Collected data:
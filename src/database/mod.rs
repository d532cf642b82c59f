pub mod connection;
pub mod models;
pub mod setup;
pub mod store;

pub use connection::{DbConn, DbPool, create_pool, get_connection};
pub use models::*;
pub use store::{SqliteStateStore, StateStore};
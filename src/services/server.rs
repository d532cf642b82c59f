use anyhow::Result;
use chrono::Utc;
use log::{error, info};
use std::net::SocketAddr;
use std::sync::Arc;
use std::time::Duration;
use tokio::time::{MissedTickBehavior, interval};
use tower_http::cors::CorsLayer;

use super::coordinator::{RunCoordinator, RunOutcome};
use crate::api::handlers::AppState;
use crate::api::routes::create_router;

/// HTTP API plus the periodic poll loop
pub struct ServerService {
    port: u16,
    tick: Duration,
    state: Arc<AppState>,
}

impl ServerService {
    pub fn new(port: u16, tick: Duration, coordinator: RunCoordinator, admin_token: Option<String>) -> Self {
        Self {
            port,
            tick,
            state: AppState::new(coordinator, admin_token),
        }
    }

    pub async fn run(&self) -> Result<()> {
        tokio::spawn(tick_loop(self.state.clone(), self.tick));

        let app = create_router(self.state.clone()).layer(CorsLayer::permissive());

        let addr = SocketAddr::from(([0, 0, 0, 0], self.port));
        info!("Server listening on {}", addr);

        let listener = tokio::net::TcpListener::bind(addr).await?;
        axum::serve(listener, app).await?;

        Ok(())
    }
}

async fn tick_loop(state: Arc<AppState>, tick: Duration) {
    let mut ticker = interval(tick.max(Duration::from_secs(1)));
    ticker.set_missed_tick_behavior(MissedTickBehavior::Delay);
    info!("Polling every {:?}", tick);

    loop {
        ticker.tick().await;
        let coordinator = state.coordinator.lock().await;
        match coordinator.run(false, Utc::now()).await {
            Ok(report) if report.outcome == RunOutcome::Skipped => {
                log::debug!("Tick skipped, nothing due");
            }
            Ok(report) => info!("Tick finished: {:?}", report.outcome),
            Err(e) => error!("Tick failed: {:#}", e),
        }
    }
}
* * *
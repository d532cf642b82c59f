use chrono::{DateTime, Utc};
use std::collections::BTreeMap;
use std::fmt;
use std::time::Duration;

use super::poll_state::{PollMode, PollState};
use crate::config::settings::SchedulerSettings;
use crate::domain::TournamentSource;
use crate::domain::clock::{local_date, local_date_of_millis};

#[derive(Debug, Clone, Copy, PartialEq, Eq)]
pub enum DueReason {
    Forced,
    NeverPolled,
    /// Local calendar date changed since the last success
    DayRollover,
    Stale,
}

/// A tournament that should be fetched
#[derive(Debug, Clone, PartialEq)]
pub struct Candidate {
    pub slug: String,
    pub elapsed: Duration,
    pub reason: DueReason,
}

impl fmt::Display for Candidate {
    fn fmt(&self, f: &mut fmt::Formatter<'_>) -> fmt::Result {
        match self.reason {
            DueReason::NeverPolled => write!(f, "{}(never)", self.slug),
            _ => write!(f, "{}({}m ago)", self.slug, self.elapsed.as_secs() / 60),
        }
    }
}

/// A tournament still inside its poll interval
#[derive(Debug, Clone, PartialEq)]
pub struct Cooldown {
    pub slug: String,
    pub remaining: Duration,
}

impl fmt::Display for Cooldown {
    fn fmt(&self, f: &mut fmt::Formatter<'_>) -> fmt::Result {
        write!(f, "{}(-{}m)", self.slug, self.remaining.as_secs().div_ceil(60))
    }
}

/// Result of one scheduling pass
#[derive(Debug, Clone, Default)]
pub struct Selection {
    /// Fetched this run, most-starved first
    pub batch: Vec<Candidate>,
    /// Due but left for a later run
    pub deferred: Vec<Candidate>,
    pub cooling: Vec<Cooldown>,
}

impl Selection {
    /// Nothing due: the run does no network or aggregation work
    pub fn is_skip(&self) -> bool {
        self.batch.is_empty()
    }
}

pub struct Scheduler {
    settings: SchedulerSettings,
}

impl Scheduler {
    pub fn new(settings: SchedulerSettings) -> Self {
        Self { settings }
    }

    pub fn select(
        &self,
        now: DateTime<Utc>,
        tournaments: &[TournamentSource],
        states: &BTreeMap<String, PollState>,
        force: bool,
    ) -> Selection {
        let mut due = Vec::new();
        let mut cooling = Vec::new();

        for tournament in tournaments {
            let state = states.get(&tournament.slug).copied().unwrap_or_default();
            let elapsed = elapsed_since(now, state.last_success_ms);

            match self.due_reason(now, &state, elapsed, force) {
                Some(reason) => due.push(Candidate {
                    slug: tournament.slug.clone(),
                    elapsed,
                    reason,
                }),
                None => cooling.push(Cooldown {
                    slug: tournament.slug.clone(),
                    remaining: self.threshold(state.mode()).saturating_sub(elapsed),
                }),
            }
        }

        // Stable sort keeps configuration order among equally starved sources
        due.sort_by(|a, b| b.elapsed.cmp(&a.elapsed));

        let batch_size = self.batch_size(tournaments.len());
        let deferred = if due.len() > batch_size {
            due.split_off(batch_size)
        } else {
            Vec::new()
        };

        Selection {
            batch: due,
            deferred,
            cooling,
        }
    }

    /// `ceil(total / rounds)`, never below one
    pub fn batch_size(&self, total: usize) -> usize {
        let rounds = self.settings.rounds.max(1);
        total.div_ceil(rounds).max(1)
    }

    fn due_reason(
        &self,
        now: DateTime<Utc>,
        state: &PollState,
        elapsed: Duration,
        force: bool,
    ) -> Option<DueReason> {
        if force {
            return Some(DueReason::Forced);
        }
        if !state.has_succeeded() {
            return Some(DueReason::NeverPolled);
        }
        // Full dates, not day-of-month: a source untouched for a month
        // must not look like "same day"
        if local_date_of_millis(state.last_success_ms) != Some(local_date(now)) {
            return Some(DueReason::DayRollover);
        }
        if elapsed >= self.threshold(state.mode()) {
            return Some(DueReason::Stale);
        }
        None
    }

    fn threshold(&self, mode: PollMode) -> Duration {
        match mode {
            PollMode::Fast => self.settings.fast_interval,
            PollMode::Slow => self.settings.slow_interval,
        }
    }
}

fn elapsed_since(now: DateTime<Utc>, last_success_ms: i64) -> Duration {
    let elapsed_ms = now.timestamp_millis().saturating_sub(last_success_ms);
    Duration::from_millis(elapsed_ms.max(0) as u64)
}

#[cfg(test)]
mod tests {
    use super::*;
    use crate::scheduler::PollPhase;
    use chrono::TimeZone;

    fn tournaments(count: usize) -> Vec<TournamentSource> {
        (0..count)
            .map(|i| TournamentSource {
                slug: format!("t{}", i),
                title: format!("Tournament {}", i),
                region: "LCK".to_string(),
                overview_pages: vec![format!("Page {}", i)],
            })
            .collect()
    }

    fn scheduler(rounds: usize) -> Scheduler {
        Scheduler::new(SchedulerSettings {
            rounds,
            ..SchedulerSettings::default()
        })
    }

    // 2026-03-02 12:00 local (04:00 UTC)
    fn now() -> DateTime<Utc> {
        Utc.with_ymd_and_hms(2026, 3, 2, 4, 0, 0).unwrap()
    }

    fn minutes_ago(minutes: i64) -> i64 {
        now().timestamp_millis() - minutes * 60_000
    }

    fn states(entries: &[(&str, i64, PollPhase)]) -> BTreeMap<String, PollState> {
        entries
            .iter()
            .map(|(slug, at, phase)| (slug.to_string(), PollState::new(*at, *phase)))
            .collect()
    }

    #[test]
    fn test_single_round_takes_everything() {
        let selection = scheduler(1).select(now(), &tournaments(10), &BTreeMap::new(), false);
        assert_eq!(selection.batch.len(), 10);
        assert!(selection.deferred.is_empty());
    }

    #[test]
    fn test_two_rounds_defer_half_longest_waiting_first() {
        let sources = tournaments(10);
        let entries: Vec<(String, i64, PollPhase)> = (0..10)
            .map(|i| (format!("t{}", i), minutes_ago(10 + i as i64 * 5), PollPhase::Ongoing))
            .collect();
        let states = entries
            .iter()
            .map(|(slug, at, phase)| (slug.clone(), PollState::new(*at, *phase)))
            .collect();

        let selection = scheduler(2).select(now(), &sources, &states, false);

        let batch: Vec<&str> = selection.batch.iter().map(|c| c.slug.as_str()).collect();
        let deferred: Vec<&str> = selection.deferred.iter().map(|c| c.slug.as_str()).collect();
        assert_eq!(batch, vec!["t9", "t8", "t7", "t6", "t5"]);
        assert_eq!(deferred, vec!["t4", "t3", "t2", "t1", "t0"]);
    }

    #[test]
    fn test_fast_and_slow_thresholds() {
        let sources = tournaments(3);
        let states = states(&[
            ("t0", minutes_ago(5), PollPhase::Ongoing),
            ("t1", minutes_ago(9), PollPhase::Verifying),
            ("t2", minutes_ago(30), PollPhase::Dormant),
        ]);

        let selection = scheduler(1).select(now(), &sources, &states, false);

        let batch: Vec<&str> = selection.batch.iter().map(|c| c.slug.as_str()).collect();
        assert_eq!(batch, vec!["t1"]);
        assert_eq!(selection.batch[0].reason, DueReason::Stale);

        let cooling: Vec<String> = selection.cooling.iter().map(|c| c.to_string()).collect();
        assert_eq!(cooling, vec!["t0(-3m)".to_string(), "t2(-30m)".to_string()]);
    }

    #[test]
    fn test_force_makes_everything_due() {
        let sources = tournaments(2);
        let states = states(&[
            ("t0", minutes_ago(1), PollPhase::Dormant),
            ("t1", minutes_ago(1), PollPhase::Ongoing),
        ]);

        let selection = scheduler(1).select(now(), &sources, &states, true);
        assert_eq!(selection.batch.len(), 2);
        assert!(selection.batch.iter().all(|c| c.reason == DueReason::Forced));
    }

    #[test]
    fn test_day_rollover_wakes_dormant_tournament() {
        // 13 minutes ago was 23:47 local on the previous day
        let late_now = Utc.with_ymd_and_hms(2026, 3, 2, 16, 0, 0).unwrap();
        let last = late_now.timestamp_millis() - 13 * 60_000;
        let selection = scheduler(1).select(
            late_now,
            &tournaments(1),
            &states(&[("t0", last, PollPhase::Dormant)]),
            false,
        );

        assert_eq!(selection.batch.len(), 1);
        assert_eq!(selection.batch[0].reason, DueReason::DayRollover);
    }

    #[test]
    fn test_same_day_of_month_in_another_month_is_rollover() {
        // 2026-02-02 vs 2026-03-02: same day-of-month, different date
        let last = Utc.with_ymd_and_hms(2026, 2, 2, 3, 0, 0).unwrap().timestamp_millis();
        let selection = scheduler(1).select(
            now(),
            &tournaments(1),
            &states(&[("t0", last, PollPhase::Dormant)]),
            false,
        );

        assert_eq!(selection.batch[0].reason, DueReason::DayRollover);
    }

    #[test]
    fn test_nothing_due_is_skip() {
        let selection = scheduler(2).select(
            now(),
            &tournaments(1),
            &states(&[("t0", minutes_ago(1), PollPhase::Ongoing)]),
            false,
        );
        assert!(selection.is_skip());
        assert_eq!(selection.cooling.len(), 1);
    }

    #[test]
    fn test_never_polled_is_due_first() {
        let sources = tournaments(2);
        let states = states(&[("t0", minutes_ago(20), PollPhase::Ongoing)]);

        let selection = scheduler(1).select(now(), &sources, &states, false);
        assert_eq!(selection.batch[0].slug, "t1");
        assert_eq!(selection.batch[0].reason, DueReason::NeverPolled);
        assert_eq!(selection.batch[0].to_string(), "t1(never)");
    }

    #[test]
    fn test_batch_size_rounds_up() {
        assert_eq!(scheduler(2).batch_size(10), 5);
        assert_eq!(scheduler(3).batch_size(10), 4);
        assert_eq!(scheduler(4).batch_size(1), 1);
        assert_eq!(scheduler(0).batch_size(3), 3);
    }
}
...
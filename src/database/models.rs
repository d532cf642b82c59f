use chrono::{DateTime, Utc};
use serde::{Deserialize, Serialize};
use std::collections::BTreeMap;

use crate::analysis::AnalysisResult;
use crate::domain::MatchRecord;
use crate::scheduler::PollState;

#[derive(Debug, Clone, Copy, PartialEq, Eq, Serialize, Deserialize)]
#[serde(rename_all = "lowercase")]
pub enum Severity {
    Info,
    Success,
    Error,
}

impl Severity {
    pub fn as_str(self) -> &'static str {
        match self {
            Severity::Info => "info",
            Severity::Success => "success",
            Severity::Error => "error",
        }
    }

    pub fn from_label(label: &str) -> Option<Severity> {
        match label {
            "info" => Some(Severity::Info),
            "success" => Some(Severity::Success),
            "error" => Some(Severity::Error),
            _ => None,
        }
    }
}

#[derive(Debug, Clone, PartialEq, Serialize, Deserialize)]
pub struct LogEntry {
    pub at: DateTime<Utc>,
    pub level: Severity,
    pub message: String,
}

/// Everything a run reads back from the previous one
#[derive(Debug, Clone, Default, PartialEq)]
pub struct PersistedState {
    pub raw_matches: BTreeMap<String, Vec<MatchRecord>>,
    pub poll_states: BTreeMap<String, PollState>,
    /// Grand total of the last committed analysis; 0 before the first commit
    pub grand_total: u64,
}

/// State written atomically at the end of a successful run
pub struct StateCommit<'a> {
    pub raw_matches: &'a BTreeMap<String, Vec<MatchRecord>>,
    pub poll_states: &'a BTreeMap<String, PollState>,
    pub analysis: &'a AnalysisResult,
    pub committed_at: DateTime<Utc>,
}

PROBLEM TO WORK ON
Wherever the word "models" appears in the records above, copy that line.

RESULT OF THE EXERCISE
pub mod models;
pub use models::*;
filename src/database/models.rs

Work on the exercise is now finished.